Which lines of the data hold the word "UnknownHardwareModel"? Copy all of them.
------ Provided records
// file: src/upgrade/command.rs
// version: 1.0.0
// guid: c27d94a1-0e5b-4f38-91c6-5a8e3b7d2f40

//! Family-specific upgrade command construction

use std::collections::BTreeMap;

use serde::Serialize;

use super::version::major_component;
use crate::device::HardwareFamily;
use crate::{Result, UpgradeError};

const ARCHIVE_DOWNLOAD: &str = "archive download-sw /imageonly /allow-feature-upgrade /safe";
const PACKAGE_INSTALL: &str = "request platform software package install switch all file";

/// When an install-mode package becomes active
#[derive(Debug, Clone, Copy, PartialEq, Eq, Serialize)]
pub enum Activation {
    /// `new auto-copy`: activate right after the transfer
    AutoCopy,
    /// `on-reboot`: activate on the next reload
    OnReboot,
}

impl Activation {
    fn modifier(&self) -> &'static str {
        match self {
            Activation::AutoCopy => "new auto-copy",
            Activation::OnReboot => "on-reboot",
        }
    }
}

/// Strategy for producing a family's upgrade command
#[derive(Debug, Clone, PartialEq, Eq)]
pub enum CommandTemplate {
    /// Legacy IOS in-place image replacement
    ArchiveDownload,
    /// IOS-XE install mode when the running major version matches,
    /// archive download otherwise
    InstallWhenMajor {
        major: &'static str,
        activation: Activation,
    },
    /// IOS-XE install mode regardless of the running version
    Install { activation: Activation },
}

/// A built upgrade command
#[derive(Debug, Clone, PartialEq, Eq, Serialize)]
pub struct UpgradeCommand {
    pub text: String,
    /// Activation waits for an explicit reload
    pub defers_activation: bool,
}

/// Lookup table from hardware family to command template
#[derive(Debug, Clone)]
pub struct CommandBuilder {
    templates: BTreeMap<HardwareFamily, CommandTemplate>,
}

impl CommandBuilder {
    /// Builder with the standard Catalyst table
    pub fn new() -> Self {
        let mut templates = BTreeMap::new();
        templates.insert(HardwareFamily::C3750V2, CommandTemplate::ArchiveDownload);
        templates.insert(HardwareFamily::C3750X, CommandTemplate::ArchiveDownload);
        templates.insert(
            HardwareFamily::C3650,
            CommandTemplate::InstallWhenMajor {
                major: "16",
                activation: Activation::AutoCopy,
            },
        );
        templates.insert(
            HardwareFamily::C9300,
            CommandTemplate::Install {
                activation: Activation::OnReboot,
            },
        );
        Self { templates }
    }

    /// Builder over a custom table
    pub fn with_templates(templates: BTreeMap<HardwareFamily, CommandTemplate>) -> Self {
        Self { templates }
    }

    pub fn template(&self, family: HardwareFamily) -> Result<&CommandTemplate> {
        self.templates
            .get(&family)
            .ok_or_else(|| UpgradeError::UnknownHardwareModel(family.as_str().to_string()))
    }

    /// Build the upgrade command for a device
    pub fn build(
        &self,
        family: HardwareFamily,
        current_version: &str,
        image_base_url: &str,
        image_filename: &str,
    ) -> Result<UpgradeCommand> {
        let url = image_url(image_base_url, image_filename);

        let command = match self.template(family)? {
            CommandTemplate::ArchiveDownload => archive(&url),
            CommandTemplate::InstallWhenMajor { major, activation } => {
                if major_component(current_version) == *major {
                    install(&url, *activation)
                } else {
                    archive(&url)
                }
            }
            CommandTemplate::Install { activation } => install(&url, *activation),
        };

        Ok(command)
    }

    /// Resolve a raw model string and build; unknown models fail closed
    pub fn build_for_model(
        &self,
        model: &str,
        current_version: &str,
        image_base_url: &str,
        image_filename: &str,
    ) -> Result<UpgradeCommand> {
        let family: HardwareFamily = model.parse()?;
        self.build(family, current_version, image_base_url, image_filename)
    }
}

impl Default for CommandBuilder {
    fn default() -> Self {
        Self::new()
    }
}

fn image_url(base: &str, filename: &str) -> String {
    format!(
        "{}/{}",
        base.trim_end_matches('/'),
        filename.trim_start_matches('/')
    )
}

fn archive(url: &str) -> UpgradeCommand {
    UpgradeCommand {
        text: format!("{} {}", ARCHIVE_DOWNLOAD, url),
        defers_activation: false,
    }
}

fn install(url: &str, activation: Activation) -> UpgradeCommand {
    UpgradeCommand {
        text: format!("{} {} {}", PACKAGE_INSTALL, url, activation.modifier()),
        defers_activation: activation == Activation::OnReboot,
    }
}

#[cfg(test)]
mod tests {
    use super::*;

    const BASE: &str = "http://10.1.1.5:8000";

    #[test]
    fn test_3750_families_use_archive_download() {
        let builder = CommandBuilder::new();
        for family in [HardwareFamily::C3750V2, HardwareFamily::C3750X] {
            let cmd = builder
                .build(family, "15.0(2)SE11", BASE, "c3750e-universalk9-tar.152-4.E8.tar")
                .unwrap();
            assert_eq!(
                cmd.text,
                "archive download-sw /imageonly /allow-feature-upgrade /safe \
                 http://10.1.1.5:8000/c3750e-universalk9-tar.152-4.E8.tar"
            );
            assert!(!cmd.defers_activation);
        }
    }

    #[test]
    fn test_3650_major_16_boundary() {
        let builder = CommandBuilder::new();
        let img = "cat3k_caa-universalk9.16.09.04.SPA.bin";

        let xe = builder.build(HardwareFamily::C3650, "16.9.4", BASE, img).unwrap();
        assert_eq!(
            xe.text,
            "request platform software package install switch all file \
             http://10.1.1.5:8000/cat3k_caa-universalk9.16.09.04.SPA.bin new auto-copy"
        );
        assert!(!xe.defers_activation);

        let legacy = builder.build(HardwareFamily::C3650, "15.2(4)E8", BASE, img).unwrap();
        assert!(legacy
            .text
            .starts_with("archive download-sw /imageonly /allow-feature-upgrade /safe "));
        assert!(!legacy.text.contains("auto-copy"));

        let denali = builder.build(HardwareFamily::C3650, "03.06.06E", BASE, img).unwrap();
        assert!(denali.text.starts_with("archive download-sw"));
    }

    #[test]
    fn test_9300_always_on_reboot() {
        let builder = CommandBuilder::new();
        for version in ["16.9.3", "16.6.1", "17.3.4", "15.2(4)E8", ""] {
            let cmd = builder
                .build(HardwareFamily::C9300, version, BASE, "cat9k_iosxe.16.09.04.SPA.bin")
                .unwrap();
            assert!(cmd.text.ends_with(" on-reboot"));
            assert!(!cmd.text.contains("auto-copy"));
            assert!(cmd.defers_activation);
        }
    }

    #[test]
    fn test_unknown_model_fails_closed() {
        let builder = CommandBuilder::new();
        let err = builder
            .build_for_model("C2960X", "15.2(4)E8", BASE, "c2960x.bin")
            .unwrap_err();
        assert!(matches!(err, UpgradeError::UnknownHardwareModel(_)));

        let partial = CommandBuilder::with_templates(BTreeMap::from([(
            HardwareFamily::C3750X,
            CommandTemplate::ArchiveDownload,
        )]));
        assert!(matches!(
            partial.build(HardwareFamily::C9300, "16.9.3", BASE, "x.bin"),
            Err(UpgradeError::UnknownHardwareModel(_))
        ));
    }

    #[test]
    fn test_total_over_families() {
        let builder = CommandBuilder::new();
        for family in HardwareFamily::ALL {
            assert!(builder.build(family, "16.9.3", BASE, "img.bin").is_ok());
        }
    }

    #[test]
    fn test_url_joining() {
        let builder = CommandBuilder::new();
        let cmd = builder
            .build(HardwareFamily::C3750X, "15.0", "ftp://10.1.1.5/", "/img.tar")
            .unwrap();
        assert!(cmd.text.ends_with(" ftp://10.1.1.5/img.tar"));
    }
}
------------
------ Provided records
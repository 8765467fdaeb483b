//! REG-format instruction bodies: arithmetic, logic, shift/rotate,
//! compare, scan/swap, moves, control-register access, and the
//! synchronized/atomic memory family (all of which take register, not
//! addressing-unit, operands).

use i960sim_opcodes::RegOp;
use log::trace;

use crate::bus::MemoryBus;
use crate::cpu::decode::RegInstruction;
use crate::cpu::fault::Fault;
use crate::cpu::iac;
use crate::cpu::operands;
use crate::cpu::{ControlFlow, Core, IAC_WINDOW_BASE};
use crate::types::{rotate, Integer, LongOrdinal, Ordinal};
------------
------ Provided records
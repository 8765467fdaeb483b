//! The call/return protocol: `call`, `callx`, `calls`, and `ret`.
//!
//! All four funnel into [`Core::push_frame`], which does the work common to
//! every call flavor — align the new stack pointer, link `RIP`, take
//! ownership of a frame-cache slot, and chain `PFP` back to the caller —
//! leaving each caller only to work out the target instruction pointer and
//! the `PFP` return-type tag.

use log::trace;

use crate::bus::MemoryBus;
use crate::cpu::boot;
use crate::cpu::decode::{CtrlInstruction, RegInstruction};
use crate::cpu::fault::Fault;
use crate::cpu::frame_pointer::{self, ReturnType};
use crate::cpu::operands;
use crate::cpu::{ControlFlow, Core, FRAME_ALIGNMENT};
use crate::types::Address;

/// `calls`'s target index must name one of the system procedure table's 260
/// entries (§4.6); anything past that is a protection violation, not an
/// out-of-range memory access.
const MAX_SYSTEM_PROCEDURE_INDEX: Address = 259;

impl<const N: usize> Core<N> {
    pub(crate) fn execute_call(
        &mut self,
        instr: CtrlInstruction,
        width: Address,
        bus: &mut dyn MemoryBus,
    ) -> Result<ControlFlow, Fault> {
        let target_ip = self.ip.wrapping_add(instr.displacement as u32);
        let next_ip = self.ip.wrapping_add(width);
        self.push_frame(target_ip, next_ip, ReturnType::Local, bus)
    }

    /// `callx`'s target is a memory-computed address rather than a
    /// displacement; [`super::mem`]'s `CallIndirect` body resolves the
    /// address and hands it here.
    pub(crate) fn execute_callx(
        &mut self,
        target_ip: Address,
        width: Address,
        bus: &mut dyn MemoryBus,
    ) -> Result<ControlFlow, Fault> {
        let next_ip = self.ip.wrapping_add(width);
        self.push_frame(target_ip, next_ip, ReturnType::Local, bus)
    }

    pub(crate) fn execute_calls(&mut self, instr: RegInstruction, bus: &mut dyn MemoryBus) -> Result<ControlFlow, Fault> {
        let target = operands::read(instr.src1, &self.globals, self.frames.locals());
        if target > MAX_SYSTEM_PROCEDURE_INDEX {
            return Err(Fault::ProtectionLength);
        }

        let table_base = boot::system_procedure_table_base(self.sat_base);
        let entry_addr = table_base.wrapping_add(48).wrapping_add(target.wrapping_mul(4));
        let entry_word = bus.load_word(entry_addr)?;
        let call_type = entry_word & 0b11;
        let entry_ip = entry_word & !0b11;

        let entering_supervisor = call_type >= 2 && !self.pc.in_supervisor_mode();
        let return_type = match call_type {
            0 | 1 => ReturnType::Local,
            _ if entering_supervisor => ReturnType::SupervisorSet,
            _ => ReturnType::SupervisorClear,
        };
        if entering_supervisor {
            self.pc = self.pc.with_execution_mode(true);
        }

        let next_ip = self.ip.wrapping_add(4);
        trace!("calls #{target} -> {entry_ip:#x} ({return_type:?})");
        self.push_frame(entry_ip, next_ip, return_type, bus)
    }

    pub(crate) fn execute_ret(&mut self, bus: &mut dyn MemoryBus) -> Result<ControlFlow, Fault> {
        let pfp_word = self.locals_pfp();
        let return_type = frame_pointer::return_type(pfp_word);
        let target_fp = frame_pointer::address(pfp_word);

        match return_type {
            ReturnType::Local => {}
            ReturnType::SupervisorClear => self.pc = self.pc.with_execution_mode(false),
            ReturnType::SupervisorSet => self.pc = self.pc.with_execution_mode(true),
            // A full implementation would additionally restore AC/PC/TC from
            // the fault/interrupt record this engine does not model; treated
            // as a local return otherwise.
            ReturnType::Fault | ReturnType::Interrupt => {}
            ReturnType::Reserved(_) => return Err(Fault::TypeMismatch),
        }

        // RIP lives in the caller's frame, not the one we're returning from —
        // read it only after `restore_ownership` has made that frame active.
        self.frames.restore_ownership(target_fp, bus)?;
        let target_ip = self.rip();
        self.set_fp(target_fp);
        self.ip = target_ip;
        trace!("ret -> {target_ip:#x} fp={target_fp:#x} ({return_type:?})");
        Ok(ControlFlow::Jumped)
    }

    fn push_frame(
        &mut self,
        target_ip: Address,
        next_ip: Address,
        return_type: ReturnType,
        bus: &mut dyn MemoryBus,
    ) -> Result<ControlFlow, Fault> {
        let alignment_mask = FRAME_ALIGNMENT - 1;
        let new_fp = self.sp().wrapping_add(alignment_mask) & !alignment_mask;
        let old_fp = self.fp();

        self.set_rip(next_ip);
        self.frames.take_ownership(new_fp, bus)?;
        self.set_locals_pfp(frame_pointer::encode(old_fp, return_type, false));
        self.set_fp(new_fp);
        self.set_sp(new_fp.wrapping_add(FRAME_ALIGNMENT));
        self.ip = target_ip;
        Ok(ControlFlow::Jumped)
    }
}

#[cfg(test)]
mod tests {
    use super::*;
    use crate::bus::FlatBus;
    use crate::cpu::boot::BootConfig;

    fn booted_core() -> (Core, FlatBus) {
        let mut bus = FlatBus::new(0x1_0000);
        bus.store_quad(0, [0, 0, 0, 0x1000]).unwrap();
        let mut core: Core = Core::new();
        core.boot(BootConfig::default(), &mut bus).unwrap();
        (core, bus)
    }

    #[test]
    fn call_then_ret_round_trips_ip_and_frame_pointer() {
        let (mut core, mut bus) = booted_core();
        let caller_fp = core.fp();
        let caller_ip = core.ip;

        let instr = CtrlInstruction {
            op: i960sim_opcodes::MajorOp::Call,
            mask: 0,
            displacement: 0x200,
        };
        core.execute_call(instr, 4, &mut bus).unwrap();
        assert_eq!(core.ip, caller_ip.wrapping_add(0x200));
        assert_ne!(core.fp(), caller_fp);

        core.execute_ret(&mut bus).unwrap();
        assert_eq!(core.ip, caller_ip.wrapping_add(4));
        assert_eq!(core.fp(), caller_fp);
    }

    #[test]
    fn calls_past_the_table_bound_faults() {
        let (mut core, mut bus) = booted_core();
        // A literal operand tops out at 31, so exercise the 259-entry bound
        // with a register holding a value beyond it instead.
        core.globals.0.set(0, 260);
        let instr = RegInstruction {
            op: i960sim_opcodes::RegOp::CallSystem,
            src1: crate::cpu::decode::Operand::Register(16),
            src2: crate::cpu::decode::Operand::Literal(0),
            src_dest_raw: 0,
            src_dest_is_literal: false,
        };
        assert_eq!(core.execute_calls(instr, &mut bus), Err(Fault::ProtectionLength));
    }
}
------------
* _Your response_:
            .ok_or_else(|| UpgradeError::UnknownHardwareModel(family.as_str().to_string()))
        assert!(matches!(err, UpgradeError::UnknownHardwareModel(_)));
            Err(UpgradeError::UnknownHardwareModel(_))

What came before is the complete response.